Ely, who died Tuesday at age 71, had simply walked into a tiny Portland recording studio with his band one day in 1963 to cut an instrumental version of a song that had been a hit on Pacific Northwest jukeboxes — one that kids could dance to.

“Right out of his mouth, my father would say, ‘We were initially just going to record the song as an instrumental, and at the last minute I decided I’d sing it,” Ely’s son, Sean Ely, told The Associated Press on Tuesday.

When it came time to do that, however, Ely discovered the sound engineer had raised the studio’s only microphone several feet above his head. Then he placed Ely in the middle of his fellow musicians, all in an effort to create a better “live feel” for the recording.

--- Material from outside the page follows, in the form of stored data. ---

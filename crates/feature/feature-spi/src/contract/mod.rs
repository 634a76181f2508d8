//! Contract module containing trait definitions for feature preparation

mod cleaner;
mod feature_builder;

pub use cleaner::Cleaner;
pub use feature_builder::FeatureBuilder;
//! One-hot encoding of categorical columns.

use std::collections::HashMap;

use feature_api::{FeatureConfig, OTHER_CATEGORY};

/// Category vocabulary fitted on one column.
#[derive(Debug, Clone, PartialEq)]
pub struct CategoryEncoder {
    categories: Vec<String>,
    /// Indicator receiving values outside the vocabulary, when bucketed.
    other: Option<usize>,
}

impl CategoryEncoder {
    /// Fit on observed values.
    ///
    /// Up to `max_categories` distinct values each get an indicator, sorted
    /// lexicographically. Above that, the `top_k` most frequent values
    /// (ties lexicographic) are kept, sorted, followed by an `other` bucket.
    pub fn fit(values: &[String], config: &FeatureConfig) -> Self {
        let mut counts: HashMap<&str, usize> = HashMap::new();
        for v in values {
            *counts.entry(v.as_str()).or_insert(0) += 1;
        }

        if counts.len() <= config.max_categories {
            let mut categories: Vec<String> = counts.keys().map(|c| c.to_string()).collect();
            categories.sort();
            return Self {
                categories,
                other: None,
            };
        }

        let mut ranked: Vec<(&str, usize)> = counts.into_iter().collect();
        ranked.sort_by(|a, b| b.1.cmp(&a.1).then_with(|| a.0.cmp(b.0)));
        let mut categories: Vec<String> = ranked
            .iter()
            .take(config.top_k)
            .map(|(c, _)| c.to_string())
            .collect();
        categories.sort();

        let other = match categories.iter().position(|c| c == OTHER_CATEGORY) {
            Some(i) => i,
            None => {
                categories.push(OTHER_CATEGORY.to_string());
                categories.len() - 1
            }
        };
        Self {
            categories,
            other: Some(other),
        }
    }

    pub fn categories(&self) -> &[String] {
        &self.categories
    }

    pub fn is_bucketed(&self) -> bool {
        self.other.is_some()
    }

    /// Feature names `"{column}={category}"`.
    pub fn feature_names(&self, column: &str) -> Vec<String> {
        self.categories
            .iter()
            .map(|c| format!("{column}={c}"))
            .collect()
    }

    /// Indicator position for a value; `None` for an unseen value without
    /// a bucket.
    pub fn index_of(&self, value: &str) -> Option<usize> {
        self.categories
            .iter()
            .position(|c| c == value)
            .or(self.other)
    }

    /// Column-major indicator vectors, one per category.
    pub fn encode(&self, values: &[String]) -> Vec<Vec<f64>> {
        let mut columns = vec![vec![0.0; values.len()]; self.categories.len()];
        for (row, value) in values.iter().enumerate() {
            if let Some(i) = self.index_of(value) {
                columns[i][row] = 1.0;
            }
        }
        columns
    }
}

#[cfg(test)]
mod tests {
    use super::*;

    fn strings(values: &[&str]) -> Vec<String> {
        values.iter().map(|s| s.to_string()).collect()
    }

    #[test]
    fn test_sorted_one_hot() {
        let values = strings(&["South", "North", "South", "missing"]);
        let encoder = CategoryEncoder::fit(&values, &FeatureConfig::default());
        assert_eq!(encoder.categories(), &["North", "South", "missing"]);
        assert_eq!(
            encoder.feature_names("region"),
            vec!["region=North", "region=South", "region=missing"]
        );

        let columns = encoder.encode(&values);
        assert_eq!(columns[0], vec![0.0, 1.0, 0.0, 0.0]);
        assert_eq!(columns[1], vec![1.0, 0.0, 1.0, 0.0]);
        assert_eq!(columns[2], vec![0.0, 0.0, 0.0, 1.0]);
    }

    #[test]
    fn test_top_k_with_other_bucket() {
        let config = FeatureConfig::builder()
            .max_categories(3)
            .top_k(2)
            .build()
            .unwrap();
        // c appears three times, a and b twice, d once
        let values = strings(&["c", "a", "c", "b", "c", "a", "b", "d"]);
        let encoder = CategoryEncoder::fit(&values, &config);

        assert!(encoder.is_bucketed());
        // b loses the tie with a lexicographically
        assert_eq!(encoder.categories(), &["a", "c", "other"]);
        assert_eq!(encoder.index_of("d"), Some(2));
        assert_eq!(encoder.index_of("b"), Some(2));
        assert_eq!(encoder.index_of("a"), Some(0));

        let columns = encoder.encode(&values);
        assert_eq!(columns[2], vec![0.0, 0.0, 0.0, 1.0, 0.0, 0.0, 1.0, 1.0]);
    }

    #[test]
    fn test_unseen_value_without_bucket() {
        let encoder = CategoryEncoder::fit(&strings(&["x", "y"]), &FeatureConfig::default());
        assert_eq!(encoder.index_of("z"), None);
        let columns = encoder.encode(&strings(&["z"]));
        assert_eq!(columns, vec![vec![0.0], vec![0.0]]);
    }
}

The result, Ely would say over the years, was that he had to stand on his toes, lean his head back and shout as loudly as he could just to be heard over the drums and guitars.

It might not have helped, either, that the 20-year-old musician was wearing braces at the time, although Ely maintained that the real problem was trying to sing with his head tilted back at a 45-degree angle.

In any case, the end result was that about the only words anyone could clearly understand were contained in the song’s first two lines: “Louie Louie. Oh no. We gotta go.” [Associated Press]

The KIngsmen’s Jack Ely, who sang on their best known song — their 1963 cover of Richard Berry’s “Louie Louie” — passed away in his home in Oregon yesterday, after a long battle with illness. He was 71.

Rest in peace Jack.

Watch The Kingsmen play “Louie Louie” below…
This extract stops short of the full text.